Therapeutic B-cell depletion reverses progression of Alzheimer’s disease

Ki Kim ^# 1, Xin Wang ^# 1, Emeline Ragonnaud ^# 1, Monica Bodogai ^# 1, Tomer Illouz ^2 3 4, Marisa DeLuca ¹, Ross A McDevitt ⁵, Fedor Gusev ⁶, Eitan Okun ^2 3 4, Evgeny Rogaev ^6 7 8 9, Arya Biragyn ¹⁰

• PMID: 33846335
• PMCID: PMC8042032
• DOI: 10.1038/s41467-021-22479-4

Abstract

The function of B cells in Alzheimer’s disease (AD) is not fully understood. While immunoglobulins that target amyloid beta (Aβ) may interfere with plaque formation and hence progression of the disease, B cells may contribute beyond merely producing immunoglobulins. Here we show that AD is associated with accumulation of activated B cells in circulation, and with infiltration of B cells into the brain parenchyma, resulting in immunoglobulin deposits around Aβ plaques.
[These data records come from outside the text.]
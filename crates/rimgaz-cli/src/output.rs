//! Output formatting for zone listings and replay reports.
//!
//! Renderers write to any [`Write`] so they can be exercised against a
//! buffer; the command handlers pass a locked stdout.

use std::io::{self, Write};

use clap::ValueEnum;
use serde::Serialize;

use rimgaz_lib::{Alert, AlertKind, GeofenceZone, ReplayReport};

use crate::terminal::ColorPalette;

/// Output format selected with `--format`.
#[derive(Debug, Clone, Copy, Default, PartialEq, Eq, ValueEnum)]
pub enum OutputFormat {
    /// Human-readable lines.
    #[default]
    Text,
    /// Pretty-printed JSON document.
    Json,
}

/// One row of the `zones` listing.
#[derive(Debug, Clone, PartialEq, Serialize)]
pub struct ZoneSummary {
    pub id: i64,
    pub name: String,
    pub shape: &'static str,
    pub is_active: bool,
    pub valid: bool,
    #[serde(skip_serializing_if = "Option::is_none")]
    pub problem: Option<String>,
}

impl ZoneSummary {
    pub fn from_zone(zone: &GeofenceZone) -> Self {
        let problem = zone.validate().err().map(|e| e.to_string());
        Self {
            id: zone.id,
            name: zone.name.clone(),
            shape: zone.shape().kind(),
            is_active: zone.is_active,
            valid: problem.is_none(),
            problem,
        }
    }
}

/// The `zones` listing as rendered for `--format json`.
#[derive(Debug, Serialize)]
pub struct ZoneListing {
    pub count: usize,
    pub active: usize,
    pub invalid: usize,
    pub zones: Vec<ZoneSummary>,
}

impl ZoneListing {
    pub fn new(zones: &[GeofenceZone]) -> Self {
        let zones: Vec<ZoneSummary> = zones.iter().map(ZoneSummary::from_zone).collect();
        Self {
            count: zones.len(),
            active: zones.iter().filter(|z| z.is_active).count(),
            invalid: zones.iter().filter(|z| !z.valid).count(),
            zones,
        }
    }
}

/// Write any serializable value as pretty JSON followed by a newline.
pub fn write_json<W: Write, T: Serialize>(out: &mut W, value: &T) -> anyhow::Result<()> {
    serde_json::to_writer_pretty(&mut *out, value)?;
    writeln!(out)?;
    Ok(())
}

/// Render the zone listing. A note follows when no zone is active, since
/// geofence checks are then skipped.
///
/// ```text
/// Geofence zones (3 total, 2 active):
///   [1] Depot (circle, active): ok
///   [3] Airport (circle, inactive): ok
/// ```
pub fn write_zones_text<W: Write>(
    out: &mut W,
    listing: &ZoneListing,
    palette: ColorPalette,
) -> io::Result<()> {
    if listing.zones.is_empty() {
        writeln!(out, "No geofence zones configured; geofence checks are disabled.")?;
        return Ok(());
    }

    writeln!(
        out,
        "Geofence zones ({} total, {} active):",
        listing.count, listing.active
    )?;
    for zone in &listing.zones {
        let state = if zone.is_active {
            "active".to_string()
        } else {
            format!("{}inactive{}", palette.gray, palette.reset)
        };
        let status = match &zone.problem {
            None => format!("{}ok{}", palette.green, palette.reset),
            Some(problem) => format!("{}INVALID{} ({})", palette.red, palette.reset, problem),
        };
        writeln!(
            out,
            "  [{}] {}{}{} ({}, {}): {}",
            zone.id, palette.white_bold, zone.name, palette.reset, zone.shape, state, status
        )?;
    }
    if listing.invalid > 0 {
        writeln!(out, "{} zone(s) failed validation.", listing.invalid)?;
    }
    if listing.active == 0 {
        writeln!(out, "No active geofence zones; geofence checks are disabled.")?;
    }
    Ok(())
}

fn alert_tag(kind: AlertKind, palette: ColorPalette) -> String {
    let (color, label) = match kind {
        AlertKind::Speed => (palette.tag_speed, "SPEED"),
        AlertKind::Geofence => (palette.tag_geofence, "GEOFENCE"),
    };
    format!("{color}{label:<8}{}", palette.reset)
}

fn write_alert_line<W: Write>(out: &mut W, alert: &Alert, palette: ColorPalette) -> io::Result<()> {
    writeln!(
        out,
        "{} bus {} position {} {}{}{}  {}",
        alert_tag(alert.alert_type, palette),
        alert.bus_id,
        alert.position_id,
        palette.gray,
        alert.created_at.format("%Y-%m-%dT%H:%M:%SZ"),
        palette.reset,
        alert.message
    )
}

/// Render a replay report: one line per alert, then a summary line.
pub fn write_replay_text<W: Write>(
    out: &mut W,
    report: &ReplayReport,
    palette: ColorPalette,
) -> io::Result<()> {
    for alert in &report.alerts {
        write_alert_line(out, alert, palette)?;
    }
    if report.alerts.is_empty() {
        writeln!(out, "No alerts raised.")?;
    }
    writeln!(
        out,
        "Replayed {} position(s), skipped {}, raised {} alert(s).",
        report.positions,
        report.skipped,
        report.alerts.len()
    )
}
Using three different murine transgenic models, we provide counterintuitive evidence that the AD progression requires B cells. Despite expression of the AD-fostering transgenes, the loss of B cells alone is sufficient to reduce Aβ plaque burden and disease-associated microglia. It reverses behavioral and memory deficits and restores TGFβ⁺ microglia, respectively. Moreover, therapeutic depletion of B cells at the onset of the disease retards AD progression in mice, suggesting that targeting B cells may also benefit AD patients.